A significant step in the bid to understand more about fusion divertor components has been reached after two different imaging methods were used by a team of scientists from Swansea University, Culham Centre for Fusion Energy, ITER in France, and the Max-Planck Institute of Plasma Physics in Germany.

CCFE ‘thermal break’ monoblock design manufactured as part of EUROfusion WPDIV programme.

As part of an initiative, they used both x-ray imaging and neutron imaging to try to decipher more about the robustness of parts.

The latter sees the sample placed in the path of a neutron beam. In addition to the radiation transmitted through the object being analysed (information that sheds light on the internal structure of the object), multiple images can be recorded as the sample rotates in the line of the beam. A similar approach using X-ray imaging can offer a higher resolution but cannot penetrate as much volume of material as neutron imaging – meaning both methods complemented one another. The neutron imaging work was carried out on the ISIS Neutron and Muon Source’s neutron imaging instrument, IMAT and X-ray imaging at Nikon Metrology, Tring.

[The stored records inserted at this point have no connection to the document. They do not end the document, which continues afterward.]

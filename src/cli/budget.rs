//! Budget CLI commands
//!
//! Shows spending against the budget and changes its limit or period.

use clap::Subcommand;

use super::{parse_amount, parse_optional_date, Session};
use crate::display::format_budget_report;
use crate::error::TrackerResult;
use crate::models::BudgetPeriod;
use crate::services::EntryService;

/// Budget subcommands
#[derive(Subcommand)]
pub enum BudgetCommands {
    /// Show spending against the budget
    Show {
        /// Any date inside the period to show (defaults to today)
        #[arg(short, long)]
        date: Option<String>,
    },

    /// Set the budget limit and optionally the period
    Set {
        /// Spending limit (e.g., "1500" or "1500.00")
        limit: String,
        /// Budget period (weekly or monthly); keeps the current one if omitted
        #[arg(short, long)]
        period: Option<BudgetPeriod>,
    },
}

/// Handle a budget command
pub fn handle_budget_command(session: &mut Session, cmd: BudgetCommands) -> TrackerResult<()> {
    match cmd {
        BudgetCommands::Show { date } => {
            let on = parse_optional_date(date.as_deref(), session.today)?.unwrap_or(session.today);
            let report = session
                .ledger
                .budget_report_with_threshold(on, session.settings.warning_threshold_percent);
            print!("{}", format_budget_report(&report, session.currency()));
            if report.status.is_warning() {
                println!("Warning: budget status is {}", report.status);
            }
        }

        BudgetCommands::Set { limit, period } => {
            let limit = parse_amount(&limit)?;
            let period = period.unwrap_or_else(|| session.ledger.budget().period());

            EntryService::new(&mut session.ledger, session.today).set_budget(limit, period)?;
            session.mark_dirty();

            println!(
                "Budget set to {} per {} period.",
                limit.format_with_symbol(session.currency()),
                period.label().to_lowercase()
            );
        }
    }

    Ok(())
}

[Left] X-ray CT cross-section image (top and front view) from a ‘region of interest’ (ROI) machined out of the monoblock. The majority of the tungsten armour was removed to enable high-resolution X-ray imaging of the bonding interface, i.e. the ROI [Right] neutron CT cross-section image (top and front view) from same sample for a direct comparison.

The research team focused on one critical component of a fusion energy device, called a monoblock, which is a pipe carrying coolant protected by armour. It was the first time a tungsten monoblock had been imaged by computerised tomography (a non-destructive technique for displaying a cross-section through a solid object using X-rays or alternative imaging). ITER will have around 320,000 monoblocks.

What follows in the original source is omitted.